++++ Record extracts ++++
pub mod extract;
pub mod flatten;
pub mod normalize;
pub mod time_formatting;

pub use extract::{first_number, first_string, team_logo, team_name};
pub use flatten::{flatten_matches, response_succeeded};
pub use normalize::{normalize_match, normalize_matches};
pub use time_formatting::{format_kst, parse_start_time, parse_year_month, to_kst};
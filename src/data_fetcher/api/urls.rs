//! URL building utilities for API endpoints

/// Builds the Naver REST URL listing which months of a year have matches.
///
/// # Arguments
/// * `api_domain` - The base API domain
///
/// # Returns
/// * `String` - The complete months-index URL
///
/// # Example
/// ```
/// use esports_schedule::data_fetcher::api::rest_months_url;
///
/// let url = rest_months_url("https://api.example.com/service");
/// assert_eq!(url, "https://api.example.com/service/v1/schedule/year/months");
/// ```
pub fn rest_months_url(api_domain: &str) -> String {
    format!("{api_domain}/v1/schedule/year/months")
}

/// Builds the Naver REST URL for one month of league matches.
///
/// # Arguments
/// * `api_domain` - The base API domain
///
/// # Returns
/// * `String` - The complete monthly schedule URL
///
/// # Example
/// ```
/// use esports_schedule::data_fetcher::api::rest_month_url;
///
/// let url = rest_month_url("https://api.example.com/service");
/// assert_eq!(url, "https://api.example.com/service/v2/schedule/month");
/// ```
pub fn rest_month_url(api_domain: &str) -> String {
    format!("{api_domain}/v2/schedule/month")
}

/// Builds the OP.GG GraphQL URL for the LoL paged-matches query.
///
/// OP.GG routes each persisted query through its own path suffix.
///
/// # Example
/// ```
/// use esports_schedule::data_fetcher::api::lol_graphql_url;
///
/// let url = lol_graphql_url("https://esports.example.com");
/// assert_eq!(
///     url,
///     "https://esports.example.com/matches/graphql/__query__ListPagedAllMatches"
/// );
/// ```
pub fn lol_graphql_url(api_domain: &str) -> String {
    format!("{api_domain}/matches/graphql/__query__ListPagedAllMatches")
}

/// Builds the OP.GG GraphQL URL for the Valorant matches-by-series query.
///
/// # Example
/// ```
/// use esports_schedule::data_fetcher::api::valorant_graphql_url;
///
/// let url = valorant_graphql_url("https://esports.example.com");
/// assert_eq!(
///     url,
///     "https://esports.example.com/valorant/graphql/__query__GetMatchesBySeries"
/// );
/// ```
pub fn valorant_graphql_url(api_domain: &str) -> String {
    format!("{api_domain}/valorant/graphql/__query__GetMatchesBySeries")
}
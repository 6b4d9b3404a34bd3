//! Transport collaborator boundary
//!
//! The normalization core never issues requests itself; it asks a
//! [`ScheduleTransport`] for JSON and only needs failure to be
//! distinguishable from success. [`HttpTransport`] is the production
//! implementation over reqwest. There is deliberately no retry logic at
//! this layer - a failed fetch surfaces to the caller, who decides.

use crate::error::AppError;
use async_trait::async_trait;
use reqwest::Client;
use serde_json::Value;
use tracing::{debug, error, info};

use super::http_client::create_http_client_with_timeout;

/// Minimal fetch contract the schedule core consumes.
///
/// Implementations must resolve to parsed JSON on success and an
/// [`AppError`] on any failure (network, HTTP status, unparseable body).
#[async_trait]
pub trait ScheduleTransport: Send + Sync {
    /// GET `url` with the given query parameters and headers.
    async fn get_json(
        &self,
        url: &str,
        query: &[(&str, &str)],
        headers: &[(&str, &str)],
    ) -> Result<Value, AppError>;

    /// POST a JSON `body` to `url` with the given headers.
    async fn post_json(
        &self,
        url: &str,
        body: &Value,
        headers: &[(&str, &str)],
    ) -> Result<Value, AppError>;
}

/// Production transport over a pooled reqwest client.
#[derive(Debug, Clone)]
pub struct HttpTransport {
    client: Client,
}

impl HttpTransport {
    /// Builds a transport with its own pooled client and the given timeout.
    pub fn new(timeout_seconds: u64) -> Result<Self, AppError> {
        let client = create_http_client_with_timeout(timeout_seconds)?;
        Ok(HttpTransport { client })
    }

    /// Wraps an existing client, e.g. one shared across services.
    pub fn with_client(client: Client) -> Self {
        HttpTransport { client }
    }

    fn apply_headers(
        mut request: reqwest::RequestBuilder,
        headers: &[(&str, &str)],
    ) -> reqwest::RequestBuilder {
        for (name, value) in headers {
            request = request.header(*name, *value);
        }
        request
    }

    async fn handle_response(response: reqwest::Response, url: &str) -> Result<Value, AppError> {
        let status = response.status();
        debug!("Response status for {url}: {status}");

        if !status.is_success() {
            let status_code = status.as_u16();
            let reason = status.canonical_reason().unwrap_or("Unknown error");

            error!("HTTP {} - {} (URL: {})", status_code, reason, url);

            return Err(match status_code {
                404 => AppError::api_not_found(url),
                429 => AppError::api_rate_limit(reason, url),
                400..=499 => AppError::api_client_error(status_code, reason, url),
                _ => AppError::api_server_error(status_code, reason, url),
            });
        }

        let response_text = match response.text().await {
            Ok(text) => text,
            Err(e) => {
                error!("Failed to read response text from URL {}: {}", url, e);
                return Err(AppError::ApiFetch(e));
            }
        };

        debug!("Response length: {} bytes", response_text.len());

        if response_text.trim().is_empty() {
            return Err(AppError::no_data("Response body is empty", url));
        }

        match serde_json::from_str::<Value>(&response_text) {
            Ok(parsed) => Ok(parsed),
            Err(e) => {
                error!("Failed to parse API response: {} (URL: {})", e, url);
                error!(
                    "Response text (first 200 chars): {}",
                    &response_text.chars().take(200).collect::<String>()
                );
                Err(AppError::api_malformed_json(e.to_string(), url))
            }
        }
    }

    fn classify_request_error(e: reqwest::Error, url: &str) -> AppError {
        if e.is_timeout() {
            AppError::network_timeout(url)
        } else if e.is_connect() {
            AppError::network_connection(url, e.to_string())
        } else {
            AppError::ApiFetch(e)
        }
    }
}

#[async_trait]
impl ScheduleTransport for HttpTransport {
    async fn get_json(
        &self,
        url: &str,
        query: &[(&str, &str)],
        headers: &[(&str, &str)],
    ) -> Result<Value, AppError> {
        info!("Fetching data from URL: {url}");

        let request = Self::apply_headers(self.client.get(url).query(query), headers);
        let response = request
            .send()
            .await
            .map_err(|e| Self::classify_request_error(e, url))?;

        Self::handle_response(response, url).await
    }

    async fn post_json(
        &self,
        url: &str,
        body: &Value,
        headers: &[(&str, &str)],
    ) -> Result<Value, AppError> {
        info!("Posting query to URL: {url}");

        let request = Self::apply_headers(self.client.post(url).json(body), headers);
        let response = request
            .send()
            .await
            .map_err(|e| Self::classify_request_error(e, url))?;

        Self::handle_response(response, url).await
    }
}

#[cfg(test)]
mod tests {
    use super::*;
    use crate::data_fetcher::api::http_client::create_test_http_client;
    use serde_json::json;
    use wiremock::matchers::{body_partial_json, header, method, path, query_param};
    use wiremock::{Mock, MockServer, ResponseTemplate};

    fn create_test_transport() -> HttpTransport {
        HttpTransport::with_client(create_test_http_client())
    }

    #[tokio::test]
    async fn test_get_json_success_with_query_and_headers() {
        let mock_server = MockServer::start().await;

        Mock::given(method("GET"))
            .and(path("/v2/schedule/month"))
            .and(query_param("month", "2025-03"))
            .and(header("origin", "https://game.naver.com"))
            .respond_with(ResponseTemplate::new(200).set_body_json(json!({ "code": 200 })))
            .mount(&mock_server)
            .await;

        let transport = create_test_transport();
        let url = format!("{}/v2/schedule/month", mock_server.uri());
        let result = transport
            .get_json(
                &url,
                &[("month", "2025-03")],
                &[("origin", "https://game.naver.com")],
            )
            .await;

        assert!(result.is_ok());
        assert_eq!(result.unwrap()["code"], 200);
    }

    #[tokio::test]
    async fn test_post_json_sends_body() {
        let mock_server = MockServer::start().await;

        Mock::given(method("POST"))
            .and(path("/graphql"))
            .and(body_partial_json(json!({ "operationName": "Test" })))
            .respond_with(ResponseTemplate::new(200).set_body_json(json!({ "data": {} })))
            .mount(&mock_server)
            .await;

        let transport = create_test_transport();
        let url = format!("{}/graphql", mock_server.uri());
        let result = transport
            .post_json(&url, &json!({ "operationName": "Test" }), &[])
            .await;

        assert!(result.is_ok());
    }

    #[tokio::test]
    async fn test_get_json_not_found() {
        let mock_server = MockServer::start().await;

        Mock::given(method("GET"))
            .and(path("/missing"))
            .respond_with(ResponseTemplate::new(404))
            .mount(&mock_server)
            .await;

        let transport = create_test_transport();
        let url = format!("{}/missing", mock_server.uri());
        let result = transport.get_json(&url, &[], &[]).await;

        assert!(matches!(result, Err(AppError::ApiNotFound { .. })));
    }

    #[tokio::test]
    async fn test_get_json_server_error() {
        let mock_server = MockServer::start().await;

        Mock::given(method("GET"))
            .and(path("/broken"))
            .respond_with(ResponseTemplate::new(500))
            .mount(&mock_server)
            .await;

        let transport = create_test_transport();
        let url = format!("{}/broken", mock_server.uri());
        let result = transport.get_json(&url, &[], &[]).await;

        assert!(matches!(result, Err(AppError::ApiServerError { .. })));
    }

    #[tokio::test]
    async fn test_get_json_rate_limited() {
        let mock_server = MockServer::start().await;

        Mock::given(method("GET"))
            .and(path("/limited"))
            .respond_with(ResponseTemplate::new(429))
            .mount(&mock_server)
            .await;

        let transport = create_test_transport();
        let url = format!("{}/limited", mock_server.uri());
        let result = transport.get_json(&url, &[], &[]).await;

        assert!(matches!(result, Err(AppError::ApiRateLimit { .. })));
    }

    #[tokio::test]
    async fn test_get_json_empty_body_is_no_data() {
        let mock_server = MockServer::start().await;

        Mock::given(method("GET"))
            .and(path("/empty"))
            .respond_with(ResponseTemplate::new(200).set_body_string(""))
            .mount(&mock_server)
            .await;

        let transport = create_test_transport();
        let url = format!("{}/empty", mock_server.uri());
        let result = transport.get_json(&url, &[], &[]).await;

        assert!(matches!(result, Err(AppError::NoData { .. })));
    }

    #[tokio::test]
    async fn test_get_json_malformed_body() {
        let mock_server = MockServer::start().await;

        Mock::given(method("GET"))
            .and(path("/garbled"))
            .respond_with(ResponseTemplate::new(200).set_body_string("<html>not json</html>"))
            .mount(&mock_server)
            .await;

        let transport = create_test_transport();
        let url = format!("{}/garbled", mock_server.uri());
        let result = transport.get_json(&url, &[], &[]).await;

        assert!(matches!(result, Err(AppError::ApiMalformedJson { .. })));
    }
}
++++
» Exercise objective: Please report every line of the listing that contains the string "parsed".

» Written solution:
/// Implementations must resolve to parsed JSON on success and an
            Ok(parsed) => Ok(parsed),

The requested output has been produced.